Pada umumnya 48 jam sesudah terjadi kebocoran atau renjatan tidak lagi
membutuhkan cairan. Reabsorbsi plasma yang telah keluar dari pembuluh darah
membutuhkan waktu 1-2 hari sesudahnya. Jika pemberian cairan berkelebihan dapat
terjadi hipervolemi, kegagalan faal jantung dan edema baru. Dalam hal ini hematokrit
yang menurun pada saat reabsorbsi jangan diintepretasikan sebagai perdarahan dalam
organ. Pada fase reabsorbsi ini tekanan nadi kuat (20 mmHg) dan produksi urine
cukup dengan tanda-tanda vital yang baik.

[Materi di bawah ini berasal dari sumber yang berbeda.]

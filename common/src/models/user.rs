use chrono::{DateTime, Utc};
use serde::{Deserialize, Serialize};

use crate::enums::{UserRole, UserStatus};

/// 平台用户
///
/// email 全局唯一，角色变更与停用由管理员操作
#[derive(Debug, Clone, Serialize, Deserialize)]
#[serde(rename_all = "camelCase")]
pub struct User {
    #[serde(rename = "_id", default)]
    pub id: Option<String>,

    pub name: String,

    pub email: String,

    /// 头像 URL（沿用身份提供商的字段名）
    #[serde(rename = "photoURL", default)]
    pub photo_url: Option<String>,

    #[serde(default)]
    pub role: UserRole,

    #[serde(default)]
    pub status: UserStatus,

    /// 停用信息（仅 status = suspended 时有值）
    #[serde(default)]
    pub suspend_reason: Option<String>,
    #[serde(default)]
    pub suspend_feedback: Option<String>,
    #[serde(default)]
    pub suspended_at: Option<DateTime<Utc>>,

    #[serde(default)]
    pub created_at: Option<DateTime<Utc>>,
    #[serde(default)]
    pub last_login: Option<DateTime<Utc>>,
}

impl User {
    pub fn is_suspended(&self) -> bool {
        self.status == UserStatus::Suspended
    }
}
//! 会话层：身份验证成功之后的状态机
//!
//! 登录流程：用验证过的邮箱换取后端 JWT 并装入请求客户端，再查询
//! 用户角色。会话状态从 Loading 起步，是访问判定的输入：未完成
//! 解析前一律悬停，不做跳转。

use std::sync::Arc;

use log::{error, info, warn};
use tokio::sync::RwLock;

use common::enums::UserRole;
use common::AppResult;

use crate::access::AuthState;
use crate::api::Api;
use crate::auth::AuthUser;
use crate::http::ApiClient;

/// 当前登录用户的档案
#[derive(Debug, Clone)]
pub struct SessionUser {
    pub email: String,
    pub display_name: Option<String>,
    pub photo_url: Option<String>,
    pub role: UserRole,
}

/// 会话快照
#[derive(Debug, Clone)]
pub struct Session {
    pub state: AuthState,
    pub user: Option<SessionUser>,
}

impl Session {
    fn loading() -> Self {
        Self { state: AuthState::Loading, user: None }
    }
}

/// 会话管理器
///
/// 是请求客户端令牌槽的唯一写入方：登录装入令牌，登出清除。
#[derive(Clone)]
pub struct SessionManager {
    client: ApiClient,
    api: Api,
    session: Arc<RwLock<Session>>,
}

impl SessionManager {
    pub fn new(client: ApiClient) -> Self {
        let api = Api::new(client.clone());
        Self {
            client,
            api,
            session: Arc::new(RwLock::new(Session::loading())),
        }
    }

    /// 身份验证成功后建立会话：换 JWT、查角色、发布登录态
    pub async fn on_signed_in(&self, user: &AuthUser) -> AppResult<UserRole> {
        if user.email.is_empty() {
            return Err(common::AppError::auth("身份提供商未返回邮箱"));
        }

        // 先拿后端令牌，后续的角色查询要带上它
        let jwt = self.api.auth.request_jwt(&user.email).await?;
        self.client.set_token(Some(jwt.token)).await;

        // 角色解析失败不阻断登录，降级为借款人
        let role = match self.api.users.get_by_email(&user.email).await {
            Ok(profile) => profile.role,
            Err(e) => {
                error!("角色查询失败，降级为借款人: {}", e);
                UserRole::Borrower
            }
        };

        let mut session = self.session.write().await;
        session.state = AuthState::SignedIn(role);
        session.user = Some(SessionUser {
            email: user.email.clone(),
            display_name: user.display_name.clone(),
            photo_url: user.photo_url.clone(),
            role,
        });
        info!("会话建立: {} [{}]", user.email, role.as_ref());
        Ok(role)
    }

    /// 登出：本地会话立即失效，后端通知尽力而为
    pub async fn on_signed_out(&self) {
        self.client.set_token(None).await;

        if let Err(e) = self.api.auth.logout().await {
            warn!("登出通知后端失败: {}", e);
        }

        let mut session = self.session.write().await;
        session.state = AuthState::SignedOut;
        session.user = None;
        info!("会话已结束");
    }

    pub async fn auth_state(&self) -> AuthState {
        self.session.read().await.state
    }

    pub async fn snapshot(&self) -> Session {
        self.session.read().await.clone()
    }

    pub fn api(&self) -> &Api {
        &self.api
    }
}

#[cfg(test)]
mod tests {
    use super::*;

    fn manager_with_dead_backend() -> SessionManager {
        // 端口 9（discard）不会有服务监听
        let client = ApiClient::new("http://127.0.0.1:9", 1).unwrap();
        SessionManager::new(client)
    }

    #[tokio::test]
    async fn test_session_starts_loading() {
        let manager = manager_with_dead_backend();
        assert_eq!(manager.auth_state().await, AuthState::Loading);
        assert!(manager.snapshot().await.user.is_none());
    }

    #[tokio::test]
    async fn test_sign_in_rejects_missing_email() {
        let manager = manager_with_dead_backend();
        let user = AuthUser {
            email: String::new(),
            display_name: None,
            photo_url: None,
            id_token: "tok".to_string(),
            local_id: "uid".to_string(),
        };
        assert!(manager.on_signed_in(&user).await.is_err());
        // 失败的登录不改变会话状态
        assert_eq!(manager.auth_state().await, AuthState::Loading);
    }

    #[tokio::test]
    async fn test_sign_out_succeeds_without_backend() {
        let manager = manager_with_dead_backend();
        manager.client.set_token(Some("jwt".to_string())).await;

        manager.on_signed_out().await;

        assert_eq!(manager.auth_state().await, AuthState::SignedOut);
        assert_eq!(manager.client.token().await, None);
    }
}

Koreksi Elektrolit dan Kelainan Metabolik


Pada kasus yang berat, hiponatremia dan asidosis metabolik sering dijumpai, oleh
karena itu kadar elektrolit dan gas dalam darah sebaiknya ditentukan secara teratur
terutama pada kasus dengan renjatan yang berulang. Kadar kalium dalam serum kasus
yang berat biasanya rendah, terutama kasus yang memperoleh plasma dan darah yang
cukup banyak. Kadanga-kadang terjadi hipoglemia.

Obat Penenang
Pada beberapa kasus obat penenang memang dibutuhkan terutama pada kasus yang
sangat gelisah. Obat yang hepatotoksik sebaiknya dihindarkan, chloral hidrat oral atau
rektal dianjurkan dengan dosis 12,5-50 mg/kg (tetapi jangan lebih dari 1 jam)
digunakan sebagai satu macam obat hipnotik. Di RSUD Dr. Soetomo digunakan
valium 0,3 – 0,5 mg/kg/BB/1 kali (bila tidak terjadi gangguan pernapasan) atau
Largactil 1 mg/kgBB/kali.

Terapi Oksigen
Semua penderita dengan renjatan sebaiknya diberikan oksigen

Transfusi Darah
Penderita yang menunjukkan gejala perdarahan seperti hematemesis dan melena
diindikasikan untuk memperoleh transfusi darah. Darah segar sangat berguna untuk
mengganti volume masa sel darah merah agar menjadi normal.

Kelainan Ginjal
Dalam keadaan syok, harus yakin benar bahwa penggantian volume intravaskular
telah benar-benar terpenuhi dengan baik. Apabila diuresis belum mencukupi 2
ml/kgBB/jam sedangkan cairan yang diberikan sudah sesuai kebutuhan, maka

Seminar Penatalaksanaan DBD 2001. Tropical Disease Center (TDC) – Universitas Airlangga. Surabaya, 12 Mei 2001
selanjutnya furasemid 1 mg/kgBB dapat diberikan. Pemantauan tetap dilakukan untuk
jumlah diuresis, kadar ureum dan kreatinin. Tetapi apabila diuresis tetap belum
mencukupi, pada umumnya syok juga belum dapat dikoreksi dengan baik, maka
pemasangan CVP (central venous pressure) perlu dilakukan untuk pedoman
pemberian cairan selanjutnya.

Monitoring
Tanda vital dan kadar hematokrit harus dimonitor dan dievaluasi secara teratur untuk
menilai hasil pengobatan. Hal-hal yang harus diperhatikan pada monitoring adalah:
• Nadi, tekanan darah, respirasi, dan temperatur harus dicatat setiap 15-30 menit
atau lebih sering, sampai syok dapat teratasi.
• Kadar hematokrit harus diperiksa tiap 4-6 jam sampai keadaan klinis pasien stabil
• Setiap pasien harus mempunyai formulir pemantauan, mengenai jenis cairan,
jumlah, dan tetesan, untuk menentukan apakah cairan yang diberikan sudah
mencukupi.
• Jumlah dan frekuensi diuresis.

Kriteria Memulangkan Pasien


Pasien dapat dipulangkan, apabila:
• Tidak demam selama 24 jam tanpa antipiretik
• Nafsu makan membaik
• Tampak perbaikan secara klinis
• Hematokrit stabil
• Tiga hari setelah syok teratasi
• Jumlah trombosit > 50.000/μl
• Tidak dijumpai distress pernafasan (disebabkan oleh efusi pleura atau asidosis)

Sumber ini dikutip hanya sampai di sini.